* ASSIGNMENT
The required output consists solely of the lines from the top of the listing through the line containing "range per node", transcribed exactly.

==*==

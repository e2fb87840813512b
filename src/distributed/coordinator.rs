//! Distributed coordinator
//!
//! This module implements the coordinator for distributed mode.
//! The coordinator:
//! - Partitions the input into one balanced contiguous range per node
//! - Dispatches every partition concurrently over its own connection
//! - Waits for all dispatch tasks (join barrier)
//! - Fails the whole operation if any node did not answer
//! - Reduces the sorted partitions, in assignment order, into one sequence

use crate::config::{CoordinatorConfig, NodeAddress};
use crate::distributed::protocol::*;
use crate::error::{Result, SortError};
use crate::sort::{balanced_ranges, reduce_sorted};
use std::io;
use std::time::Duration;
use tokio::io::AsyncWriteExt;
use tokio::net::TcpStream;
use tokio::time::timeout;
use tracing::{debug, error, info, warn};

/// Distributed coordinator
///
/// Orchestrates one sort operation across a fixed set of worker nodes.
pub struct DistributedCoordinator {
    config: CoordinatorConfig,

    /// Largest request body sent to a node
    max_frame_bytes: usize,
}

/// Per-dispatch timeouts and retry budget
#[derive(Debug, Clone, Copy)]
struct DispatchPolicy {
    connect_timeout: Duration,
    request_timeout: Duration,
    attempts: u32,
}

impl From<&CoordinatorConfig> for DispatchPolicy {
    fn from(config: &CoordinatorConfig) -> Self {
        Self {
            connect_timeout: config.connect_timeout(),
            request_timeout: config.request_timeout(),
            attempts: config.retries.saturating_add(1),
        }
    }
}

/// One partition, encoded once and reused across attempts
struct EncodedPartition {
    elements: usize,
    /// `None` for an empty partition
    frame: Option<Vec<u8>>,
}

impl DistributedCoordinator {
    /// Create a new distributed coordinator
    ///
    /// Fails with [`SortError::NoWorkersConfigured`] if `config.nodes` is empty.
    pub fn new(config: CoordinatorConfig) -> Result<Self> {
        if config.nodes.is_empty() {
            return Err(SortError::NoWorkersConfigured);
        }
        Ok(Self {
            config,
            max_frame_bytes: MAX_FRAME_BYTES,
        })
    }

    /// Cap the request body size, e.g. to match nodes reading with a lower limit
    ///
    /// Values above [`MAX_FRAME_BYTES`] are clamped.
    pub fn with_max_frame_bytes(mut self, max_frame_bytes: usize) -> Self {
        self.max_frame_bytes = max_frame_bytes.min(MAX_FRAME_BYTES);
        self
    }

    /// Worker nodes, in partition assignment order
    pub fn nodes(&self) -> &[NodeAddress] {
        &self.config.nodes
    }

    /// Sort `data` across the configured worker nodes
    ///
    /// Every partition is encoded before any node is contacted; a partition
    /// too large for one frame fails with [`SortError::FrameTooLarge`].
    /// Otherwise returns [`SortError::WorkerUnresponsive`] naming the first
    /// failed node (in assignment order) if any partition could not be
    /// sorted. No partial result is returned.
    pub async fn sort(&self, data: &[i8]) -> Result<Vec<i8>> {
        let policy = DispatchPolicy::from(&self.config);
        let ranges = balanced_ranges(data.len(), self.config.nodes.len());

        let mut partitions = Vec::with_capacity(ranges.len());
        for range in ranges {
            let elements = range.len();
            let frame = if elements == 0 {
                None
            } else {
                let request = Message::SortRequest(SortRequest::new(&data[range])?);
                Some(serialize_message_with_limit(&request, self.max_frame_bytes)?)
            };
            partitions.push(EncodedPartition { elements, frame });
        }

        info!(
            elements = data.len(),
            nodes = self.config.nodes.len(),
            "Dispatching partitions"
        );

        let mut handles = Vec::with_capacity(partitions.len());
        for (address, partition) in self.config.nodes.iter().zip(partitions) {
            let task_address = address.clone();
            let handle = tokio::spawn(async move {
                dispatch_partition(&task_address, partition, policy).await
            });
            handles.push((address.clone(), handle));
        }

        // Join barrier: every dispatch task finishes before anything is reduced
        let mut sorted_parts = Vec::with_capacity(handles.len());
        let mut failure = None;
        for (address, handle) in handles {
            match handle.await {
                Ok(Ok(part)) => sorted_parts.push(part),
                Ok(Err(e)) => {
                    error!(%address, "Partition failed: {}", e);
                    failure.get_or_insert(e);
                }
                Err(e) => {
                    error!(%address, "Dispatch task failed: {}", e);
                    failure.get_or_insert(SortError::WorkerUnresponsive {
                        address: address.to_string(),
                        reason: e.to_string(),
                    });
                }
            }
        }

        if let Some(e) = failure {
            return Err(e);
        }

        Ok(reduce_sorted(sorted_parts))
    }
}

/// Sort one partition on one node, retrying over a fresh connection
///
/// Any failure is reported as [`SortError::WorkerUnresponsive`].
async fn dispatch_partition(
    address: &NodeAddress,
    partition: EncodedPartition,
    policy: DispatchPolicy,
) -> Result<Vec<i8>> {
    let Some(frame) = partition.frame else {
        // Fewer elements than nodes; nothing to send
        debug!(%address, "Empty partition, skipping node");
        return Ok(Vec::new());
    };

    let mut last_error = None;
    for attempt in 1..=policy.attempts {
        match exchange(address, &frame, partition.elements, &policy).await {
            Ok(sorted) => {
                debug!(%address, attempt, elements = sorted.len(), "Partition sorted");
                return Ok(sorted);
            }
            Err(e) => {
                warn!(%address, attempt, max_attempts = policy.attempts, "Dispatch attempt failed: {}", e);
                last_error = Some(e);
            }
        }
    }

    Err(SortError::WorkerUnresponsive {
        address: address.to_string(),
        reason: last_error.map(|e| e.to_string()).unwrap_or_default(),
    })
}

/// One connection: request, response, termination
async fn exchange(
    address: &NodeAddress,
    frame: &[u8],
    elements: usize,
    policy: &DispatchPolicy,
) -> Result<Vec<i8>> {
    let target = address.to_string();
    let mut stream = timeout(policy.connect_timeout, TcpStream::connect(&target))
        .await
        .map_err(|_| timed_out("connect", policy.connect_timeout))??;
    // Latency hint only
    let _ = stream.set_nodelay(true);

    info!(%address, elements, "Connected, sending sort request");

    let reply = timeout(policy.request_timeout, async {
        write_frame(&mut stream, frame).await?;
        read_message(&mut stream).await
    })
    .await
    .map_err(|_| timed_out("sort request", policy.request_timeout))??;

    let sorted = match reply {
        Message::SortResponse(response) => response.into_data(),
        other => {
            return Err(SortError::violation(format!(
                "expected SortResponse, got {}",
                other.kind()
            )))
        }
    };

    if sorted.len() != elements {
        return Err(SortError::violation(format!(
            "response has {} elements, request had {}",
            sorted.len(),
            elements
        )));
    }
    if !sorted.windows(2).all(|w| w[0] <= w[1]) {
        return Err(SortError::violation("response is not sorted"));
    }

    write_message(&mut stream, &Message::Termination).await?;
    let _ = stream.shutdown().await;
    debug!(%address, "Termination sent");

    Ok(sorted)
}

fn timed_out(what: &str, after: Duration) -> SortError {
    SortError::Io(io::Error::new(
        io::ErrorKind::TimedOut,
        format!("{} timed out after {:?}", what, after),
    ))
}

==*==

* OUTPUT FOR THIS EXERCISE
repository e2fb87840813512b
filename src/distributed/coordinator.rs
//! Distributed coordinator
//!
//! This module implements the coordinator for distributed mode.
//! The coordinator:
//! - Partitions the input into one balanced contiguous range per node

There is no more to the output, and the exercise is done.